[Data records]
++++

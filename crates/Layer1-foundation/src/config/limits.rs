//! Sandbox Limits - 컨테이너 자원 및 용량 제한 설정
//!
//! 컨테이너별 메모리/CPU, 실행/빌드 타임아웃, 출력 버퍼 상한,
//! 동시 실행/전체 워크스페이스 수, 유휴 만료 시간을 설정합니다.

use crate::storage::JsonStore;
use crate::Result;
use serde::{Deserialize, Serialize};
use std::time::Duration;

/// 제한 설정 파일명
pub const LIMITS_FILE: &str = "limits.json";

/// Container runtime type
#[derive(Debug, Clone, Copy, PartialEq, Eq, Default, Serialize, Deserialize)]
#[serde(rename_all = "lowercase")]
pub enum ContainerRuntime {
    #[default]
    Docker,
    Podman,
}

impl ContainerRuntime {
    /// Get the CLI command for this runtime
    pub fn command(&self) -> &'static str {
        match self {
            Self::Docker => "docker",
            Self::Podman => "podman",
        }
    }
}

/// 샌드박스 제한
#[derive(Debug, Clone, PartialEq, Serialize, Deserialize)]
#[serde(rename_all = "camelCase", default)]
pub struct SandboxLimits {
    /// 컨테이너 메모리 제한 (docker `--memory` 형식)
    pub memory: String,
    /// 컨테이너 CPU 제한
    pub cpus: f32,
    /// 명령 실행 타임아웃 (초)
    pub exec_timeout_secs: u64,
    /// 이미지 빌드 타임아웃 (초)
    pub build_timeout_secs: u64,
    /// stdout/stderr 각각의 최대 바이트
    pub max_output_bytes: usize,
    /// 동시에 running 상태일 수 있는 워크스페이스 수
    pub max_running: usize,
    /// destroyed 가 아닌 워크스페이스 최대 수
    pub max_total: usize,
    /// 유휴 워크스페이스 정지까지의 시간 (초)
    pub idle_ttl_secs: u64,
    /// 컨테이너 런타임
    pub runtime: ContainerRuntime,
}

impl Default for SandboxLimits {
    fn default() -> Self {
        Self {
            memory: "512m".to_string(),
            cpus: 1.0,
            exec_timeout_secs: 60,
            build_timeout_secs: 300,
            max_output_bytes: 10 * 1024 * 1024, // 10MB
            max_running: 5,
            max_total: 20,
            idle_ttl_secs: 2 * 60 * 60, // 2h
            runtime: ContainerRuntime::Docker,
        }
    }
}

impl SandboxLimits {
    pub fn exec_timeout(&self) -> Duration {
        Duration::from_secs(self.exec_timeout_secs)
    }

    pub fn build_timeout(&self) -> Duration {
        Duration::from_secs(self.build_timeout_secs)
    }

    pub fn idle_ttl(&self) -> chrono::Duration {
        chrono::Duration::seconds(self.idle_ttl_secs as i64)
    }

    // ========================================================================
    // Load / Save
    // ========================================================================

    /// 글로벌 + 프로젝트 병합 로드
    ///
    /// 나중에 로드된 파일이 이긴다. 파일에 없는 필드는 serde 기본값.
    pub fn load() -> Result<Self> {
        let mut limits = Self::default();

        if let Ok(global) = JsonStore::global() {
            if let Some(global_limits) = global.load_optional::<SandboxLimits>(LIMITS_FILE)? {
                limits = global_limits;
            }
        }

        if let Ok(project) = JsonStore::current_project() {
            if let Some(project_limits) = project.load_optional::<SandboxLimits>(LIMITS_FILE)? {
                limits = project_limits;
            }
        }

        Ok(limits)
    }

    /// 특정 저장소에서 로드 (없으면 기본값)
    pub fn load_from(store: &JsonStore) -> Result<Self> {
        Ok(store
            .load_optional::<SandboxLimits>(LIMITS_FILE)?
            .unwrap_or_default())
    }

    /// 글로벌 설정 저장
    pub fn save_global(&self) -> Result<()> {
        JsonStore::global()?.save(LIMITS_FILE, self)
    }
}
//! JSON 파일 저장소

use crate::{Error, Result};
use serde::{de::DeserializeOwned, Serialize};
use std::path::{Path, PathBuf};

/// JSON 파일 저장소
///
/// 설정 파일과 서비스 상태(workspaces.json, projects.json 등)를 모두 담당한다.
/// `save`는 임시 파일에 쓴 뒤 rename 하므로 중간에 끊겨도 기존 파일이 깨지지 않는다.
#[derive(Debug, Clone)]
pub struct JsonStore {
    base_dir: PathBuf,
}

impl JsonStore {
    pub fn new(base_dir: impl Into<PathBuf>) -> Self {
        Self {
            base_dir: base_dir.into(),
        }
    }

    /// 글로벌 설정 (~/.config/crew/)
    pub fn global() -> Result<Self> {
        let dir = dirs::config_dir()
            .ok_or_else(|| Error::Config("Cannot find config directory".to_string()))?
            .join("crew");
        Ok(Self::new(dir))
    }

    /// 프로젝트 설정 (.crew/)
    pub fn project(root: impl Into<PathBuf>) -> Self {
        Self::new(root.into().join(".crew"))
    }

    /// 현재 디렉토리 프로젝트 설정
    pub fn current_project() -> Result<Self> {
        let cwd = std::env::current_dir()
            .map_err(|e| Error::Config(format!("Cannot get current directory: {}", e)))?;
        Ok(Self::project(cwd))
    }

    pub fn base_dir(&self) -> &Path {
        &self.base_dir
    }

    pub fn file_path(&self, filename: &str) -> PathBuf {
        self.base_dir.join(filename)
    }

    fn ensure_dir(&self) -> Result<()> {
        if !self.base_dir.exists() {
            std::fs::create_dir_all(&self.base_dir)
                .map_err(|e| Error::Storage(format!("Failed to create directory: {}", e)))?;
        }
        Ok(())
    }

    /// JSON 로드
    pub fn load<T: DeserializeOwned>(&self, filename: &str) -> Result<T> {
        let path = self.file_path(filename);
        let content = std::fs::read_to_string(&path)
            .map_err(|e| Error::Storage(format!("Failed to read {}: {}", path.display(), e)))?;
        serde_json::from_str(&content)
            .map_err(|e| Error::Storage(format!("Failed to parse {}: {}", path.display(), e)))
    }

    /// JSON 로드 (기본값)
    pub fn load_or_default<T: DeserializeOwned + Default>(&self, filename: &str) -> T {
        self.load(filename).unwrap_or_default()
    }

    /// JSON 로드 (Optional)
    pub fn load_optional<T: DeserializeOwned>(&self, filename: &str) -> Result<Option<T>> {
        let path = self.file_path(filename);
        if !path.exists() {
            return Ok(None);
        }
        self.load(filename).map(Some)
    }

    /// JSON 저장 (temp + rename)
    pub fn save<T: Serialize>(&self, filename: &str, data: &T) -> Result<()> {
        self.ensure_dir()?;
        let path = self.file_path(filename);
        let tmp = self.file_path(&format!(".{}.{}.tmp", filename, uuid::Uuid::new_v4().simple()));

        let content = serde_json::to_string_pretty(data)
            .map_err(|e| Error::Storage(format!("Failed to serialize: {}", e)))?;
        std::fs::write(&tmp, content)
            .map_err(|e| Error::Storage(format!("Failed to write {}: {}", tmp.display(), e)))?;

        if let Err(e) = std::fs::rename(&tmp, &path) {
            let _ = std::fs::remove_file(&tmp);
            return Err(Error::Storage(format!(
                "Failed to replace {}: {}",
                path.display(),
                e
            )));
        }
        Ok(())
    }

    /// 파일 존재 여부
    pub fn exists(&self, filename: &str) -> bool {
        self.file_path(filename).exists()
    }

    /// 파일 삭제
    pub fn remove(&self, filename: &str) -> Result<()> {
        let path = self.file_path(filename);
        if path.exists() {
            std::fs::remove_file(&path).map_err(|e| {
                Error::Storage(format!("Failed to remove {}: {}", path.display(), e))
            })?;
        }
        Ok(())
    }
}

++++

▶ [WORK ITEM]: The answer must be an exact reproduction of all the records.

▶ [RESPONSE TO THE TASK]:
filename crates/Layer1-foundation/src/config/limits.rs
//! Sandbox Limits - 컨테이너 자원 및 용량 제한 설정
//!
//! 컨테이너별 메모리/CPU, 실행/빌드 타임아웃, 출력 버퍼 상한,
//! 동시 실행/전체 워크스페이스 수, 유휴 만료 시간을 설정합니다.

use crate::storage::JsonStore;
use crate::Result;
use serde::{Deserialize, Serialize};
use std::time::Duration;

/// 제한 설정 파일명
pub const LIMITS_FILE: &str = "limits.json";

/// Container runtime type
#[derive(Debug, Clone, Copy, PartialEq, Eq, Default, Serialize, Deserialize)]
#[serde(rename_all = "lowercase")]
pub enum ContainerRuntime {
    #[default]
    Docker,
    Podman,
}

impl ContainerRuntime {
    /// Get the CLI command for this runtime
    pub fn command(&self) -> &'static str {
        match self {
            Self::Docker => "docker",
            Self::Podman => "podman",
        }
    }
}

/// 샌드박스 제한
#[derive(Debug, Clone, PartialEq, Serialize, Deserialize)]
#[serde(rename_all = "camelCase", default)]
pub struct SandboxLimits {
    /// 컨테이너 메모리 제한 (docker `--memory` 형식)
    pub memory: String,
    /// 컨테이너 CPU 제한
    pub cpus: f32,
    /// 명령 실행 타임아웃 (초)
    pub exec_timeout_secs: u64,
    /// 이미지 빌드 타임아웃 (초)
    pub build_timeout_secs: u64,
    /// stdout/stderr 각각의 최대 바이트
    pub max_output_bytes: usize,
    /// 동시에 running 상태일 수 있는 워크스페이스 수
    pub max_running: usize,
    /// destroyed 가 아닌 워크스페이스 최대 수
    pub max_total: usize,
    /// 유휴 워크스페이스 정지까지의 시간 (초)
    pub idle_ttl_secs: u64,
    /// 컨테이너 런타임
    pub runtime: ContainerRuntime,
}

impl Default for SandboxLimits {
    fn default() -> Self {
        Self {
            memory: "512m".to_string(),
            cpus: 1.0,
            exec_timeout_secs: 60,
            build_timeout_secs: 300,
            max_output_bytes: 10 * 1024 * 1024, // 10MB
            max_running: 5,
            max_total: 20,
            idle_ttl_secs: 2 * 60 * 60, // 2h
            runtime: ContainerRuntime::Docker,
        }
    }
}

impl SandboxLimits {
    pub fn exec_timeout(&self) -> Duration {
        Duration::from_secs(self.exec_timeout_secs)
    }

    pub fn build_timeout(&self) -> Duration {
        Duration::from_secs(self.build_timeout_secs)
    }

    pub fn idle_ttl(&self) -> chrono::Duration {
        chrono::Duration::seconds(self.idle_ttl_secs as i64)
    }

    // ========================================================================
    // Load / Save
    // ========================================================================

    /// 글로벌 + 프로젝트 병합 로드
    ///
    /// 나중에 로드된 파일이 이긴다. 파일에 없는 필드는 serde 기본값.
    pub fn load() -> Result<Self> {
        let mut limits = Self::default();

        if let Ok(global) = JsonStore::global() {
            if let Some(global_limits) = global.load_optional::<SandboxLimits>(LIMITS_FILE)? {
                limits = global_limits;
            }
        }

        if let Ok(project) = JsonStore::current_project() {
            if let Some(project_limits) = project.load_optional::<SandboxLimits>(LIMITS_FILE)? {
                limits = project_limits;
            }
        }

        Ok(limits)
    }

    /// 특정 저장소에서 로드 (없으면 기본값)
    pub fn load_from(store: &JsonStore) -> Result<Self> {
        Ok(store
            .load_optional::<SandboxLimits>(LIMITS_FILE)?
            .unwrap_or_default())
    }

    /// 글로벌 설정 저장
    pub fn save_global(&self) -> Result<()> {
        JsonStore::global()?.save(LIMITS_FILE, self)
    }
}
//! JSON 파일 저장소

use crate::{Error, Result};
use serde::{de::DeserializeOwned, Serialize};
use std::path::{Path, PathBuf};

/// JSON 파일 저장소
///
/// 설정 파일과 서비스 상태(workspaces.json, projects.json 등)를 모두 담당한다.
/// `save`는 임시 파일에 쓴 뒤 rename 하므로 중간에 끊겨도 기존 파일이 깨지지 않는다.
#[derive(Debug, Clone)]
pub struct JsonStore {
    base_dir: PathBuf,
}

impl JsonStore {
    pub fn new(base_dir: impl Into<PathBuf>) -> Self {
        Self {
            base_dir: base_dir.into(),
        }
    }

    /// 글로벌 설정 (~/.config/crew/)
    pub fn global() -> Result<Self> {
        let dir = dirs::config_dir()
            .ok_or_else(|| Error::Config("Cannot find config directory".to_string()))?
            .join("crew");
        Ok(Self::new(dir))
    }

    /// 프로젝트 설정 (.crew/)
    pub fn project(root: impl Into<PathBuf>) -> Self {
        Self::new(root.into().join(".crew"))
    }

    /// 현재 디렉토리 프로젝트 설정
    pub fn current_project() -> Result<Self> {
        let cwd = std::env::current_dir()
            .map_err(|e| Error::Config(format!("Cannot get current directory: {}", e)))?;
        Ok(Self::project(cwd))
    }

    pub fn base_dir(&self) -> &Path {
        &self.base_dir
    }

    pub fn file_path(&self, filename: &str) -> PathBuf {
        self.base_dir.join(filename)
    }

    fn ensure_dir(&self) -> Result<()> {
        if !self.base_dir.exists() {
            std::fs::create_dir_all(&self.base_dir)
                .map_err(|e| Error::Storage(format!("Failed to create directory: {}", e)))?;
        }
        Ok(())
    }

    /// JSON 로드
    pub fn load<T: DeserializeOwned>(&self, filename: &str) -> Result<T> {
        let path = self.file_path(filename);
        let content = std::fs::read_to_string(&path)
            .map_err(|e| Error::Storage(format!("Failed to read {}: {}", path.display(), e)))?;
        serde_json::from_str(&content)
            .map_err(|e| Error::Storage(format!("Failed to parse {}: {}", path.display(), e)))
    }

    /// JSON 로드 (기본값)
    pub fn load_or_default<T: DeserializeOwned + Default>(&self, filename: &str) -> T {
        self.load(filename).unwrap_or_default()
    }

    /// JSON 로드 (Optional)
    pub fn load_optional<T: DeserializeOwned>(&self, filename: &str) -> Result<Option<T>> {
        let path = self.file_path(filename);
        if !path.exists() {
            return Ok(None);
        }
        self.load(filename).map(Some)
    }

    /// JSON 저장 (temp + rename)
    pub fn save<T: Serialize>(&self, filename: &str, data: &T) -> Result<()> {
        self.ensure_dir()?;
        let path = self.file_path(filename);
        let tmp = self.file_path(&format!(".{}.{}.tmp", filename, uuid::Uuid::new_v4().simple()));

        let content = serde_json::to_string_pretty(data)
            .map_err(|e| Error::Storage(format!("Failed to serialize: {}", e)))?;
        std::fs::write(&tmp, content)
            .map_err(|e| Error::Storage(format!("Failed to write {}: {}", tmp.display(), e)))?;

        if let Err(e) = std::fs::rename(&tmp, &path) {
            let _ = std::fs::remove_file(&tmp);
            return Err(Error::Storage(format!(
                "Failed to replace {}: {}",
                path.display(),
                e
            )));
        }
        Ok(())
    }

    /// 파일 존재 여부
    pub fn exists(&self, filename: &str) -> bool {
        self.file_path(filename).exists()
    }

    /// 파일 삭제
    pub fn remove(&self, filename: &str) -> Result<()> {
        let path = self.file_path(filename);
        if path.exists() {
            std::fs::remove_file(&path).map_err(|e| {
                Error::Storage(format!("Failed to remove {}: {}", path.display(), e))
            })?;
        }
        Ok(())
    }
}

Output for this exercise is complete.